(Collected data entries)
※

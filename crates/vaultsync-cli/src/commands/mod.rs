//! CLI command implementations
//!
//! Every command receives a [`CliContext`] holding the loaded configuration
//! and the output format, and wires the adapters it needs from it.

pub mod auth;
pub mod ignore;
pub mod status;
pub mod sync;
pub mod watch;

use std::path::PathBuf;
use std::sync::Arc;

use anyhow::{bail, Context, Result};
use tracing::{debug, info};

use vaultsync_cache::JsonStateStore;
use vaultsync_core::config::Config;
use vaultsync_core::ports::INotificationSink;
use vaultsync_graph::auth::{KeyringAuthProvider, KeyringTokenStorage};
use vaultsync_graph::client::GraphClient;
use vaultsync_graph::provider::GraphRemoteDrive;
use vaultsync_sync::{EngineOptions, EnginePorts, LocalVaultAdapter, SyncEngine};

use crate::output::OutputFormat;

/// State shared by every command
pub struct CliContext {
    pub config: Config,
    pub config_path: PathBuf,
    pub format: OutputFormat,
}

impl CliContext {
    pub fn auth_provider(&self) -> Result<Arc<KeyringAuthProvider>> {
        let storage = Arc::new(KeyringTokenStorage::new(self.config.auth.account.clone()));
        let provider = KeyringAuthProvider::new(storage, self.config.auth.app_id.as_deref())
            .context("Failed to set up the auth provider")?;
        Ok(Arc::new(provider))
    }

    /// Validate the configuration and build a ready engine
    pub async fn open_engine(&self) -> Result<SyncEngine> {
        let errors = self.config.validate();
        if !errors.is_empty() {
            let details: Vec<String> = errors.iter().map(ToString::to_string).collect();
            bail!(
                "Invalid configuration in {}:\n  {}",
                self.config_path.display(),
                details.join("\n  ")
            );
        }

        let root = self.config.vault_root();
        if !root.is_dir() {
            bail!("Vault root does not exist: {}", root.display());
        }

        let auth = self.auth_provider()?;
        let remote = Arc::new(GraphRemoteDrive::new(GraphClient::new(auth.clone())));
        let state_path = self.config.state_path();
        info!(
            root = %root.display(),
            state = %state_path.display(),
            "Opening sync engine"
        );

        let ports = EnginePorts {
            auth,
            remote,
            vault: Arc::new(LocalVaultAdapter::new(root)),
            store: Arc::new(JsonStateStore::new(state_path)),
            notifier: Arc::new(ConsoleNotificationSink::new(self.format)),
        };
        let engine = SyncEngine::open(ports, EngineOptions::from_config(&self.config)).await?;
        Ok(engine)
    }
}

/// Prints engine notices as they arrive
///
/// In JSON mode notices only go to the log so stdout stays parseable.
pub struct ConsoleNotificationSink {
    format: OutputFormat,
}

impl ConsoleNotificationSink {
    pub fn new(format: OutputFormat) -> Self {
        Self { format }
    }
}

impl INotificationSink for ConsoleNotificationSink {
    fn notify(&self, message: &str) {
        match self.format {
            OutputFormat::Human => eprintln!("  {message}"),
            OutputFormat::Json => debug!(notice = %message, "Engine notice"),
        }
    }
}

※

* _Task prompt_: Search the entries for the string "ConsoleNotificationSink" and return each line where it turns up.

* _Answer below_:
            notifier: Arc::new(ConsoleNotificationSink::new(self.format)),
pub struct ConsoleNotificationSink {
impl ConsoleNotificationSink {
impl INotificationSink for ConsoleNotificationSink {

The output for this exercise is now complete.